# Glycine Military Style



## raketakat (Sep 24, 2003)

I got this from Eastern Europe for a reasonable price. It works well, keeps good time and seems in good ( may be too good ) nick.

There is just something fishy about it that I can't put my finger on







.

I'd like some opinions from the experts. I'm satisfied with it as it is so you can be brutal







.

Here's the movement.


----------



## pugster (Nov 22, 2004)

i guess it comes down to what you mean by 'reasonable price' ,other than that it looks like a nice watch, a bit of TLC and it will stand out, i cant see the balance markings but movement looks to be a nicely decorated unitas,nice find.


----------



## Griff (Feb 23, 2003)

The bottom lugs dont look parallel to the watch, but slightly bent to the right


----------



## raketakat (Sep 24, 2003)

I've stuck it on a nato and been wearing it all afternoon. It is a nice looking thing.
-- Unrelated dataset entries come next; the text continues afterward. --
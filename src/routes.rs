// src/routes.rs

use axum::{
    extract::State,
    http::StatusCode,
    routing::{delete, get, post},
    Router,
};
use utoipa::OpenApi;
use utoipa_swagger_ui::SwaggerUi;

use crate::{config::AppState, docs::ApiDoc, handlers};

async fn health(State(app_state): State<AppState>) -> (StatusCode, &'static str) {
    match sqlx::query("SELECT 1").execute(&app_state.db_pool).await {
        Ok(_) => (StatusCode::OK, "OK"),
        Err(e) => {
            tracing::warn!("Health check sem banco: {}", e);
            (StatusCode::SERVICE_UNAVAILABLE, "DB indisponível")
        }
    }
}

pub fn app(app_state: AppState) -> Router {
    let report_routes = Router::new()
        .route("/{kind}", get(handlers::reports::list_report))
        .route("/{kind}/generate", post(handlers::reports::generate_report))
        .route("/{kind}/export", post(handlers::reports::export_report))
        .route("/{kind}/audit", get(handlers::reports::audit_report))
        .route("/{kind}/rows", delete(handlers::reports::cleanup_report))
        .route("/{kind}/table", delete(handlers::reports::drop_report_table));

    Router::new()
        .merge(SwaggerUi::new("/swagger-ui").url("/api-docs/openapi.json", ApiDoc::openapi()))
        .route("/api/health", get(health))
        .nest("/api/reports", report_routes)
        .with_state(app_state)
}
I only came across it because I was browsing for old Ruskies.

There are no marks on the back, inside or out and nothing under the balance







.

The back is convex, push-on, stainless steel which makes it easy to see the handsome movement but will probably allow moisture and dust in







.

The photo seems to do the lugs an injustice griff. They look O.K. in real life.

I've got a month with it before I give it to nephew for his birthday. Young people do have a habit of changing their minds though














.


----------